His prolonged detention has created a rift between Turkey and the European Union, which called in July for Kavala’s immediate release, saying his prolonged detention violated his right to a natural judge. The European Court of Human Rights is expected to decide on Kavala’s petition claiming his lengthy pre-trial detention violated his civil liberties next month. Kavala had already spent some 16 months behind bars before an indictment was issued in February.

The ordeal of Kavala and the others — who include architects, lawyers, actors and a filmmaker — is part of a broader crackdown on Turkish civil society since Erdogan fought off a military coup attempt in 2016. Tens of thousands of people have been jailed and more than 1,000 nongovernmental organizations have been shuttered.
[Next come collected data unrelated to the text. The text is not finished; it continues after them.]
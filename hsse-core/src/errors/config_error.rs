/// Configuration loading errors.
#[derive(Debug, thiserror::Error)]
pub enum ConfigError {
    #[error("failed to read config {path}: {reason}")]
    Io { path: String, reason: String },

    #[error("failed to parse config: {reason}")]
    Parse { reason: String },
}
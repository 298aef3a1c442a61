//! Data model of the offline queue.

mod mutation;
mod notification;
mod queued_mutation;
mod submit;
mod sync_status;

pub use mutation::{HsseMutation, IncidentDraft, MutationPayload, PermitDraft};
pub use notification::{Notification, NotificationLevel};
pub use queued_mutation::QueuedMutation;
pub use submit::SubmitReceipt;
pub use sync_status::SyncStatus;
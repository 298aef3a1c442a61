pub mod kv_ops;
A separate trial of 11 rights campaigners, including two Amnesty International workers, on terrorism charges also resumes next week.

The trial is “the most far-fetched and elaborate of all the conspiracy theories” that have targeted rights groups since the 2016 coup attempt, said Emma Sinclair-Webb of Human Rights Watch. “This is a fantastical trial reinventing these mass protests as something that a small group of people could have single-handedly organized.”
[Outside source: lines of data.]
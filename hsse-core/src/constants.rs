//! Workspace-wide constants and small time helpers.

use chrono::Utc;

/// Prefix of every client-generated queue id.
pub const LOCAL_ID_PREFIX: &str = "local-";

/// Key of the persisted queue list inside its namespace.
pub const DEFAULT_QUEUE_KEY: &str = "pending_permits";

/// Header carrying the local id to the remote endpoint.
pub const IDEMPOTENCY_HEADER: &str = "Idempotency-Key";

/// Current wall-clock time in epoch milliseconds.
pub fn now_ms() -> i64 {
    Utc::now().timestamp_millis()
}

/// Generate a fresh local id: `local-<epoch-ms>-<uuid>`.
pub fn generate_local_id() -> String {
    format!(
        "{LOCAL_ID_PREFIX}{}-{}",
        now_ms(),
        uuid::Uuid::new_v4().simple()
    )
}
In 2013, a handful of architects and environmentalists sought to block plans to raze Gezi Park in central Istanbul, but the ensuing police crackdown galvanized hundreds of thousands out onto the streets of cities across Turkey in the largest anti-government demonstrations in a generation. At least nine people died in clashes with police.
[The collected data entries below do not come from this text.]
//! HttpSubmitter against a local stub endpoint: headers, response mapping,
//! and the resend policy (only failed connects are resent).

#![cfg(feature = "remote")]

use std::net::SocketAddr;
use std::sync::atomic::{AtomicUsize, Ordering};
use std::sync::{Arc, Mutex};
use std::time::Duration;

use tokio::io::{AsyncReadExt, AsyncWriteExt};
use tokio::net::{TcpListener, TcpStream};

use hsse_core::config::{OfflineConfig, RemoteConfig};
use hsse_core::errors::{HsseError, SubmitError};
use hsse_core::models::{HsseMutation, SubmitReceipt, SyncStatus};
use hsse_core::traits::{INotifier, IRemoteSubmitter};
use hsse_offline::{HttpSubmitter, NetworkMonitor, OfflineQueue};
use test_fixtures::{permit, FlakyStore, RecordingNotifier};

#[derive(Clone, Copy)]
enum Reply {
    Status(u16, &'static str),
    /// Read the request, never answer.
    Stall,
}

struct StubRemote {
    addr: SocketAddr,
    hits: Arc<AtomicUsize>,
    requests: Arc<Mutex<Vec<String>>>,
}

impl StubRemote {
    async fn start(reply: Reply) -> Self {
        let listener = TcpListener::bind("127.0.0.1:0").await.unwrap();
        let addr = listener.local_addr().unwrap();
        let hits = Arc::new(AtomicUsize::new(0));
        let requests = Arc::new(Mutex::new(Vec::new()));

        let (task_hits, task_requests) = (Arc::clone(&hits), Arc::clone(&requests));
        tokio::spawn(async move {
            while let Ok((mut sock, _)) = listener.accept().await {
                let request = read_request(&mut sock).await;
                task_requests.lock().unwrap().push(request);
                task_hits.fetch_add(1, Ordering::SeqCst);
                match reply {
                    Reply::Status(code, body) => {
                        let response = format!(
                            "HTTP/1.1 {code} Stub\r\ncontent-type: application/json\r\ncontent-length: {}\r\nconnection: close\r\n\r\n{body}",
                            body.len()
                        );
                        let _ = sock.write_all(response.as_bytes()).await;
                        let _ = sock.shutdown().await;
                    }
                    Reply::Stall => {
                        tokio::time::sleep(Duration::from_secs(10)).await;
                    }
                }
            }
        });

        Self {
            addr,
            hits,
            requests,
        }
    }

    fn config(&self) -> RemoteConfig {
        RemoteConfig {
            base_url: format!("http://{}", self.addr),
            api_key: Some("secret-key".into()),
            timeout_ms: 2_000,
            max_retries: 2,
            initial_backoff_ms: 1,
            max_backoff_ms: 5,
            ..Default::default()
        }
    }

    fn hits(&self) -> usize {
        self.hits.load(Ordering::SeqCst)
    }

    /// Requests seen so far, lowercased.
    fn requests(&self) -> Vec<String> {
        self.requests.lock().unwrap().clone()
    }
}

/// Read one HTTP/1.1 request: head plus a `content-length` body.
async fn read_request(sock: &mut TcpStream) -> String {
    let mut buf = Vec::new();
    let mut chunk = [0u8; 4096];
    loop {
        let n = sock.read(&mut chunk).await.unwrap_or(0);
        if n == 0 {
            break;
        }
        buf.extend_from_slice(&chunk[..n]);
        let text = String::from_utf8_lossy(&buf).to_lowercase();
        if let Some(head_end) = text.find("\r\n\r\n") {
            let content_length = text[..head_end]
                .lines()
                .find_map(|l| l.strip_prefix("content-length:"))
                .and_then(|v| v.trim().parse::<usize>().ok())
                .unwrap_or(0);
            if buf.len() >= head_end + 4 + content_length {
                break;
            }
        }
    }
    String::from_utf8_lossy(&buf).to_lowercase()
}

async fn submit(config: RemoteConfig, local_id: &str) -> Result<SubmitReceipt, SubmitError> {
    let submitter = HttpSubmitter::new(config).unwrap();
    submitter.submit(local_id, &permit("P1")).await
}

#[tokio::test]
async fn success_sends_headers_and_reads_remote_id() {
    let remote = StubRemote::start(Reply::Status(201, r#"[{"id":"srv-17"}]"#)).await;

    let receipt = submit(remote.config(), "local-abc").await.unwrap();

    assert_eq!(receipt.remote_id.as_deref(), Some("srv-17"));
    assert_eq!(remote.hits(), 1);
    let request = &remote.requests()[0];
    assert!(request.starts_with("post /rest/v1/ptw_permits http/1.1"));
    assert!(request.contains("idempotency-key: local-abc"));
    assert!(request.contains("authorization: bearer secret-key"));
    assert!(request.contains("content-type: application/json"));
    assert!(request.contains(r#""kind":"create_permit""#));
    assert!(request.contains(r#""project_id":"p1""#));
}

#[tokio::test]
async fn idempotency_key_can_be_disabled() {
    let remote = StubRemote::start(Reply::Status(200, "{}")).await;
    let config = RemoteConfig {
        send_idempotency_key: false,
        ..remote.config()
    };

    let receipt = submit(config, "local-abc").await.unwrap();

    assert_eq!(receipt.remote_id, None);
    assert!(!remote.requests()[0].contains("idempotency-key"));
}

#[tokio::test]
async fn client_error_fails_after_one_request() {
    let remote = StubRemote::start(Reply::Status(422, r#"{"message":"missing project"}"#)).await;

    let err = submit(remote.config(), "local-abc").await.unwrap_err();

    assert!(matches!(err, SubmitError::Rejected { status: 422, .. }));
    assert_eq!(remote.hits(), 1);
}

#[tokio::test]
async fn server_error_is_not_resent() {
    let remote = StubRemote::start(Reply::Status(500, "{}")).await;

    let err = submit(remote.config(), "local-abc").await.unwrap_err();

    assert!(matches!(err, SubmitError::Rejected { status: 500, .. }));
    assert_eq!(remote.hits(), 1);
}

#[tokio::test]
async fn timeout_is_reported_and_not_resent() {
    let remote = StubRemote::start(Reply::Stall).await;
    let config = RemoteConfig {
        timeout_ms: 100,
        ..remote.config()
    };

    let err = submit(config, "local-abc").await.unwrap_err();

    assert_eq!(err, SubmitError::Timeout);
    assert_eq!(remote.hits(), 1);
}

#[tokio::test]
async fn refused_connection_is_unreachable() {
    let addr = {
        let listener = TcpListener::bind("127.0.0.1:0").await.unwrap();
        listener.local_addr().unwrap()
    };
    let config = RemoteConfig {
        base_url: format!("http://{addr}"),
        max_retries: 2,
        initial_backoff_ms: 1,
        max_backoff_ms: 5,
        ..Default::default()
    };

    let err = submit(config, "local-abc").await.unwrap_err();

    assert!(matches!(err, SubmitError::Unreachable { .. }), "{err:?}");
    assert!(err.is_safe_to_resend());
}

#[tokio::test]
async fn direct_submit_rejection_is_a_single_write() {
    let remote = StubRemote::start(Reply::Status(500, "{}")).await;
    let queue: OfflineQueue<HsseMutation, FlakyStore, HttpSubmitter> = OfflineQueue::open(
        Arc::new(FlakyStore::new()),
        Arc::new(HttpSubmitter::new(remote.config()).unwrap()),
        Arc::new(RecordingNotifier::new()) as Arc<dyn INotifier>,
        NetworkMonitor::new(true),
        OfflineConfig::default(),
    )
    .await
    .unwrap();

    let err = queue.enqueue_or_submit(permit("P1")).await.unwrap_err();

    assert!(matches!(
        err,
        HsseError::Submission(SubmitError::Rejected { status: 500, .. })
    ));
    assert_eq!(remote.hits(), 1);
    assert_eq!(queue.pending_count().await, 0);
}

#[tokio::test]
async fn sync_attempt_is_a_single_write_per_item() {
    let remote = StubRemote::start(Reply::Status(503, "{}")).await;
    let network = NetworkMonitor::new(false);
    let queue: OfflineQueue<HsseMutation, FlakyStore, HttpSubmitter> = OfflineQueue::open(
        Arc::new(FlakyStore::new()),
        Arc::new(HttpSubmitter::new(remote.config()).unwrap()),
        Arc::new(RecordingNotifier::new()) as Arc<dyn INotifier>,
        network.clone(),
        OfflineConfig::default(),
    )
    .await
    .unwrap();
    let local_id = queue.enqueue(permit("P1")).await.unwrap();
    network.go_online();

    let report = queue.sync_all().await.unwrap();

    assert_eq!((report.synced, report.failed), (0, 1));
    assert_eq!(remote.hits(), 1);
    let item = queue.get(&local_id).await.unwrap();
    assert_eq!(item.sync_status, SyncStatus::Failed);
    assert!(item.sync_error.unwrap().contains("HTTP 503"));
}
Six years after those events, prosecutors have sought to recast the Gezi protests as a plot to topple Erdogan, who was prime minister at the time and a vocal proponent of knocking down the park to build a shopping mall whose architectural style would evoke the Ottoman barracks that once stood on the site. Before that time, part of the park, a potent symbol of the secular republic, was an Armenian cemetery.

Gezi has survived, though Erdogan occasionally revives the possibility of a construction project. The rest of the square has been transformed into a large concrete expanse. The Ataturk Cultural Center on the eastern edge has been demolished, and progress on its replacement has been slow. To the west, a soaring mosque nears completion, fulfilling a decades-old aspiration of Islamists who resented the presence of churches in the district once inhabited by non-Muslims.

The trial of Kavala and the others accused of orchestrating the protests resumes on Oct. 8, when three witnesses for the prosecution are due to testify. A verdict is not expected at this stage, but Kavala’s lawyers will petition again for his release. The court could also order the detention of the other defendants, the rights activists said.

The 657-page indictment is based largely on wiretapping, whose authorization was given by authorities who have since been accused of belonging to the religious movement of Fethullah Gulen, the US-based cleric accused of masterminding the 2016 military coup attempt, Celikkan said.

“There are a series of statements and assertions in the indictment. However, there’s no evidence to back those assertions. These assertions are baseless because the prosecutor doesn’t strive to show Osman Kavala” had a role bankrolling the protests, Sinclair-Webb said.

“The use of pre-trial detention in Turkey has certainly been turned into a form of summary punishment,” she added.

Targeting Kavala despite his wealth and prominence demonstrates to other rights campaigners that they too could be vulnerable, Celikkan said. “They want to show that they can get to anyone. He is a very good example. If they can keep him this unlawfully in prison, they can keep everyone in Turkey in prison. It’s fear politics,” he said.

Kavala has lost weight in prison but is in otherwise good health, said Sinan Gokcen of Civil Rights Defenders. The 20,000 or so inmates at the Silivri penitentiary, Europe’s biggest maximum-security jail, are worried about dozens of small earthquakes that have hit an area offshore this month, but their requests for access to yards adjoining their cells have been denied.